Shaking off the sensation, she started opening the column of drawers next to the stove. Virginia kept an abundance of cooking tools. Max couldn’t even define the uses for many of them. A drawer overflowed with tea towels of all colors and varieties from serviceable cloth to daintily embroidered.

She stopped a moment, a horrible thought striking. Would a killer really be stupid enough to keep the murder weapon? Even if Jada was that dumb, would she put it back in the kitchen for Virginia to find?

No. It was probably hidden at the bottom of her closet in her bedroom upstairs.

Finding merely another bottomless pit of kitchen doodads, Max slammed the third drawer. She should be searching upstairs, in Jada’s room, Jada’s bathroom, Jada’s anything. Max didn’t make a move towards the door. Instead, she bent to open that last drawer.

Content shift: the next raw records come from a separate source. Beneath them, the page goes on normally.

// prose-core-client/prose-muc
//
// Copyright: 2023, Marc Bauer <mb@nesium.com>
// License: Mozilla Public License v2.0 (MPL v2.0)

use std::collections::HashMap;

use crate::domain::shared::models::Nickname;

use super::{
    Actor, AffiliationUpdate, Occupant, OccupantStatus, RoleUpdate, RoomAffiliation, RoomRole,
};

/// The occupants of a single room, keyed by nickname.
#[derive(Debug, Default, Clone, PartialEq)]
pub struct Roster {
    occupants: HashMap<Nickname, Occupant>,
}

#[derive(Debug, Clone, PartialEq)]
pub enum RosterInsertion {
    /// The nickname wasn't known before.
    Added(Occupant),
    /// An occupant with the same nickname existed already and has been updated.
    Updated(Occupant),
}

impl RosterInsertion {
    pub fn occupant(&self) -> &Occupant {
        match self {
            Self::Added(occupant) | Self::Updated(occupant) => occupant,
        }
    }
}

impl Roster {
    /// Inserts a new occupant or updates the existing occupant with the same nickname. The real id
    /// of an existing occupant is kept.
    pub fn add_occupant(
        &mut self,
        nickname: &Nickname,
        affiliation: RoomAffiliation,
        role: RoomRole,
        status: OccupantStatus,
    ) -> RosterInsertion {
        if let Some(occupant) = self.occupants.get_mut(nickname) {
            occupant.affiliation = affiliation;
            occupant.role = role;
            occupant.status = status;
            return RosterInsertion::Updated(occupant.clone());
        }

        let occupant = Occupant::new(nickname.clone(), affiliation, role, status);
        self.occupants.insert(nickname.clone(), occupant.clone());
        RosterInsertion::Added(occupant)
    }

    /// Inserts `occupant`, replacing any occupant with the same nickname.
    pub fn insert(&mut self, occupant: Occupant) -> RosterInsertion {
        match self
            .occupants
            .insert(occupant.nickname.clone(), occupant.clone())
        {
            Some(_) => RosterInsertion::Updated(occupant),
            None => RosterInsertion::Added(occupant),
        }
    }

    /// Removes the occupant. Returns `None` if the nickname wasn't known.
    pub fn remove_occupant(&mut self, nickname: &Nickname) -> Option<Occupant> {
        self.occupants.remove(nickname)
    }

    /// Replaces the occupant's affiliation. Returns `None` if the nickname isn't known.
    pub fn update_affiliation(
        &mut self,
        nickname: &Nickname,
        affiliation: RoomAffiliation,
        reason: Option<String>,
        actor: Option<Actor>,
    ) -> Option<AffiliationUpdate> {
        let occupant = self.occupants.get_mut(nickname)?;
        let previous = std::mem::replace(&mut occupant.affiliation, affiliation);

        Some(AffiliationUpdate {
            nickname: nickname.clone(),
            reason,
            new: affiliation,
            previous,
            actor,
        })
    }

    /// Replaces the occupant's role. Returns `None` if the nickname isn't known.
    pub fn update_role(
        &mut self,
        nickname: &Nickname,
        role: RoomRole,
        reason: Option<String>,
        actor: Option<Actor>,
    ) -> Option<RoleUpdate> {
        let occupant = self.occupants.get_mut(nickname)?;
        let previous = std::mem::replace(&mut occupant.role, role);

        Some(RoleUpdate {
            nickname: nickname.clone(),
            reason,
            new: role,
            previous,
            actor,
        })
    }

    pub fn get(&self, nickname: &Nickname) -> Option<&Occupant> {
        self.occupants.get(nickname)
    }

    pub fn iter(&self) -> impl Iterator<Item = &Occupant> {
        self.occupants.values()
    }

    pub fn len(&self) -> usize {
        self.occupants.len()
    }

    pub fn is_empty(&self) -> bool {
        self.occupants.is_empty()
    }

    pub fn clear(&mut self) {
        self.occupants.clear()
    }
}
// prose-core-client/prose-muc
//
// Copyright: 2023, Marc Bauer <mb@nesium.com>
// License: Mozilla Public License v2.0 (MPL v2.0)

use std::fmt::{Debug, Display, Formatter};
use std::ops::Deref;
use std::str::FromStr;

use jid::BareJid;

#[derive(Clone, PartialEq, Eq, Hash)]
/// The bare address of a MUC room, e.g. `room@conference.prose.org`.
pub struct RoomId(BareJid);

impl RoomId {
    pub fn into_inner(self) -> BareJid {
        self.0
    }
}

impl From<BareJid> for RoomId {
    fn from(value: BareJid) -> Self {
        RoomId(value)
    }
}

impl Deref for RoomId {
    type Target = BareJid;

    fn deref(&self) -> &Self::Target {
        &self.0
    }
}

impl Debug for RoomId {
    fn fmt(&self, f: &mut Formatter<'_>) -> std::fmt::Result {
        write!(f, "RoomId({})", self.0)
    }
}

impl Display for RoomId {
    fn fmt(&self, f: &mut Formatter<'_>) -> std::fmt::Result {
        write!(f, "{}", self.0)
    }
}

impl FromStr for RoomId {
    type Err = jid::Error;

    fn from_str(s: &str) -> Result<Self, Self::Err> {
        Ok(Self(BareJid::from_str(s)?))
    }
}
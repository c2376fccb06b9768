// prose-core-client/prose-muc
//
// Copyright: 2023, Marc Bauer <mb@nesium.com>
// License: Mozilla Public License v2.0 (MPL v2.0)

pub mod coordinator;
pub mod rooms;
pub mod xmpp;
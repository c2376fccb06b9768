// prose-core-client/prose-muc
//
// Copyright: 2023, Marc Bauer <mb@nesium.com>
// License: Mozilla Public License v2.0 (MPL v2.0)

use anyhow::Result;
use async_trait::async_trait;
use tracing::info;

use crate::app::deps::DynAppContext;
use crate::app::event_handlers::{
    ConnectionEvent, RoomServerEvent, RoomServerEventType, ServerEvent, ServerEventHandler,
};
use crate::app::services::{ConnectedRooms, RoomSession};
use crate::domain::rooms::models::RoomOperationError;
use crate::domain::shared::models::RoomId;

/// Routes room events to the session of the room they belong to and keeps track of the
/// connection our user is logged in with.
pub struct RoomsEventHandler {
    ctx: DynAppContext,
    connected_rooms: ConnectedRooms,
}

impl RoomsEventHandler {
    pub fn new(ctx: DynAppContext, connected_rooms: ConnectedRooms) -> Self {
        Self {
            ctx,
            connected_rooms,
        }
    }
}

#[async_trait]
impl ServerEventHandler for RoomsEventHandler {
    fn name(&self) -> &'static str {
        "rooms"
    }

    async fn handle_event(&self, event: ServerEvent) -> Result<Option<ServerEvent>> {
        match event {
            ServerEvent::Room(event) => self.handle_room_event(event)?,
            ServerEvent::Connection(ref connection_event) => {
                self.handle_connection_event(connection_event);
                // Other handlers might be interested in the connection status as well.
                return Ok(Some(event));
            }
        }
        Ok(None)
    }
}

impl RoomsEventHandler {
    fn get_session(&self, room_id: &RoomId) -> Result<RoomSession> {
        self.connected_rooms
            .get(room_id)
            .ok_or(anyhow::format_err!("Could not find room with id {}", room_id))
    }

    fn handle_room_event(&self, event: RoomServerEvent) -> Result<()> {
        let session = self.get_session(&event.room_id)?;

        let is_final = matches!(
            event.r#type,
            RoomServerEventType::SelfRemoved { .. } | RoomServerEventType::Destroyed { .. }
        );

        session.handle_server_event(event.r#type);

        if is_final {
            info!(room = %event.room_id, "Disconnecting from room.");
            self.connected_rooms.remove(&event.room_id);
        }

        Ok(())
    }

    fn handle_connection_event(&self, event: &ConnectionEvent) {
        match event {
            ConnectionEvent::Connected { id } => {
                info!(who = %id, "Connected.");
                self.ctx.set_connected_id(id.clone());
            }
            ConnectionEvent::Disconnected => {
                for session in self.connected_rooms.all() {
                    let count = session.fail_active_operations(RoomOperationError::Disconnected);
                    if count > 0 {
                        info!(
                            who = %self.ctx.who(),
                            room = %session.room_id(),
                            "Failed {} room operation(s) after losing the connection.",
                            count
                        );
                    }
                }
                self.ctx.reset_connected_id();
            }
        }
    }
}
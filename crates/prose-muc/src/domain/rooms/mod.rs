// prose-core-client/prose-muc
//
// Copyright: 2023, Marc Bauer <mb@nesium.com>
// License: Mozilla Public License v2.0 (MPL v2.0)

pub mod models;
pub mod services;
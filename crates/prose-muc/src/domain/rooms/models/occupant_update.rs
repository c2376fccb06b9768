// prose-core-client/prose-muc
//
// Copyright: 2023, Marc Bauer <mb@nesium.com>
// License: Mozilla Public License v2.0 (MPL v2.0)

use crate::domain::shared::models::Nickname;

use super::{Occupant, RoomAffiliation, RoomRole};

/// The occupant who caused an affiliation or role change.
#[derive(Debug, Clone, PartialEq)]
pub struct Actor {
    pub nickname: Nickname,
    pub affiliation: RoomAffiliation,
    pub role: RoomRole,
}

#[derive(Debug, Clone, PartialEq)]
pub struct AffiliationUpdate {
    pub nickname: Nickname,
    pub reason: Option<String>,
    pub new: RoomAffiliation,
    pub previous: RoomAffiliation,
    pub actor: Option<Actor>,
}

#[derive(Debug, Clone, PartialEq)]
pub struct RoleUpdate {
    pub nickname: Nickname,
    pub reason: Option<String>,
    pub new: RoomRole,
    pub previous: RoomRole,
    pub actor: Option<Actor>,
}

/// Describes why an occupant's entry in the roster changed.
#[derive(Debug, Clone, PartialEq)]
pub enum OccupantChange {
    Presence,
    Affiliation(AffiliationUpdate),
    Role(RoleUpdate),
}

impl From<Occupant> for Actor {
    fn from(value: Occupant) -> Self {
        Actor {
            nickname: value.nickname,
            affiliation: value.affiliation,
            role: value.role,
        }
    }
}
// prose-core-client/prose-muc
//
// Copyright: 2023, Marc Bauer <mb@nesium.com>
// License: Mozilla Public License v2.0 (MPL v2.0)

pub use app::deps::{AppContext, AppDependencies, Coordinator, MucConfig};
pub use app::event_handlers::{
    RoomEvent, RoomEventBus, RoomEventType, RoomsEventHandler, ServerEvent, ServerEventHandler,
};
pub use app::services::{
    ConnectedRooms, RoomOpCancelHandle, RoomOpController, RoomOpState, RoomOperation,
    RoomOperationKind, RoomSession,
};
pub use infra::coordinator::{ChannelCoordinator, CoordinatorLoop};
pub use infra::rooms::TaskRoomOperationBackend;
pub use infra::xmpp::type_conversions::map_protocol_error;

pub mod app;
pub mod domain;
pub mod infra;


pub(crate) mod util;
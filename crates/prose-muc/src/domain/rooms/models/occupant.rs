// prose-core-client/prose-muc
//
// Copyright: 2023, Marc Bauer <mb@nesium.com>
// License: Mozilla Public License v2.0 (MPL v2.0)

use crate::domain::shared::models::{Availability, Nickname, UserId};

use super::role_privileges::{role_can, RolePrivilege};
use super::{RoomAffiliation, RoomRole};

#[derive(Debug, Default, Clone, PartialEq)]
pub struct OccupantStatus {
    pub availability: Availability,
    pub message: Option<String>,
}

impl OccupantStatus {
    pub fn available() -> Self {
        Self {
            availability: Availability::Available,
            message: None,
        }
    }
}

/// A participant's presence in a room.
#[derive(Debug, Clone, PartialEq)]
pub struct Occupant {
    pub nickname: Nickname,
    /// The real JID of the occupant. Only available in non-anonymous rooms or if our user is
    /// privileged enough to see it.
    pub real_id: Option<UserId>,
    pub affiliation: RoomAffiliation,
    pub role: RoomRole,
    pub status: OccupantStatus,
}

impl Occupant {
    pub fn new(
        nickname: impl Into<Nickname>,
        affiliation: RoomAffiliation,
        role: RoomRole,
        status: OccupantStatus,
    ) -> Self {
        Self {
            nickname: nickname.into(),
            real_id: None,
            affiliation,
            role,
            status,
        }
    }

    pub fn set_real_id(mut self, real_id: &UserId) -> Self {
        self.real_id = Some(real_id.clone());
        self
    }
}

// Role based privileges
impl Occupant {
    fn role_has_privilege(&self, privilege: RolePrivilege) -> bool {
        role_can(privilege, &self.role)
    }

    pub fn can_present_in_room(&self) -> bool {
        self.role_has_privilege(RolePrivilege::PresentInRoom)
    }

    pub fn can_receive_messages(&self) -> bool {
        self.role_has_privilege(RolePrivilege::ReceiveMessages)
    }

    pub fn can_receive_occupant_presence(&self) -> bool {
        self.role_has_privilege(RolePrivilege::ReceiveOccupantPresence)
    }

    pub fn can_broadcast_presence_to_all_occupants(&self) -> bool {
        self.role_has_privilege(RolePrivilege::BroadcastPresence)
    }

    pub fn can_change_availability_status(&self) -> bool {
        self.role_has_privilege(RolePrivilege::ChangeAvailabilityStatus)
    }

    pub fn can_change_room_nickname(&self) -> bool {
        self.role_has_privilege(RolePrivilege::ChangeRoomNickname)
    }

    pub fn can_send_private_messages(&self) -> bool {
        self.role_has_privilege(RolePrivilege::SendPrivateMessages)
    }

    /// Checks `SendPrivateMessages` instead of `InviteOtherUsers`. Both are granted to exactly the
    /// same roles, so the outcome is identical today. Kept until the intended privilege is
    /// confirmed.
    pub fn can_invite_other_users(&self) -> bool {
        self.role_has_privilege(RolePrivilege::SendPrivateMessages)
    }

    pub fn can_send_messages_to_all(&self) -> bool {
        self.role_has_privilege(RolePrivilege::SendMessagesToAll)
    }

    pub fn can_modify_subject(&self) -> bool {
        self.role_has_privilege(RolePrivilege::ModifySubject)
    }

    pub fn can_kick_participants_and_visitors(&self) -> bool {
        self.role_has_privilege(RolePrivilege::KickParticipantsAndVisitors)
    }

    pub fn can_grant_voice(&self) -> bool {
        self.role_has_privilege(RolePrivilege::GrantVoice)
    }
}

// Affiliation based privileges
impl Occupant {
    pub fn can_enter_open_room(&self) -> bool {
        !self.affiliation.is_banned()
    }

    pub fn can_register_with_open_room(&self) -> bool {
        self.affiliation.is_none()
    }

    pub fn can_retrieve_member_list(&self) -> bool {
        self.affiliation.is_member()
    }

    pub fn can_enter_members_only_room(&self) -> bool {
        self.affiliation.is_member()
    }

    pub fn can_ban_members_and_unaffiliated_users(&self) -> bool {
        self.is_admin_or_owner()
    }

    pub fn can_edit_member_list(&self) -> bool {
        self.is_admin_or_owner()
    }

    pub fn can_assign_and_remove_moderator_role(&self) -> bool {
        self.is_admin_or_owner()
    }

    pub fn can_edit_admin_list(&self) -> bool {
        self.affiliation.is_owner()
    }

    pub fn can_edit_owner_list(&self) -> bool {
        self.affiliation.is_owner()
    }

    pub fn can_change_room_configuration(&self) -> bool {
        self.affiliation.is_owner()
    }

    pub fn can_destroy_room(&self) -> bool {
        self.affiliation.is_owner()
    }

    fn is_admin_or_owner(&self) -> bool {
        self.affiliation.is_admin() || self.affiliation.is_owner()
    }
}

// Privileges over another occupant
impl Occupant {
    pub fn can_revoke_voice(&self, target: &Occupant) -> bool {
        if target.is_admin_or_owner() {
            return false;
        }
        self.role.is_moderator()
    }

    pub fn can_change_role(&self, target: &Occupant) -> bool {
        if target.is_admin_or_owner() {
            return false;
        }
        self.is_admin_or_owner() && target.affiliation.is_lower_than(&self.affiliation)
    }

    pub fn can_change_affiliation(&self, target: &Occupant) -> bool {
        self.is_admin_or_owner() && target.affiliation.is_lower_than(&self.affiliation)
    }

    pub fn can_kick_occupant(&self, target: &Occupant) -> bool {
        self.role.is_moderator()
            && (target.role.is_participant() || target.role.is_visitor())
            && target.affiliation.is_lower_than(&self.affiliation)
    }
}
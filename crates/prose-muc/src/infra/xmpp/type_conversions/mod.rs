// prose-core-client/prose-muc
//
// Copyright: 2023, Marc Bauer <mb@nesium.com>
// License: Mozilla Public License v2.0 (MPL v2.0)

pub use muc_error::map_protocol_error;

mod muc_error;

And stared down at the gun Walter Spring had used to kill himself.





Chapter Thirty-Five


For a moment, Max’s heart stopped in her chest. Psychic imprints glowed on the handle and on the barrel. Pain, anger, sorrow, fear, the whole gamut assaulted her. She couldn’t separate them, as if they’d all been there at once, no linear progression driving Walter to his end.

She wanted to scream. She wanted to run. She wanted to touch it.

A thousand questions without answers tumbled through her brain.

“I kept it for protection.”

Max shrieked and jumped back. Stumbling, she almost went down, but caught herself at the critical moment.

Virginia stared at her from the open doorway, her expression bleak, her eyes a sad brown. “Bud told me I’d find you here, but I didn’t believe him.”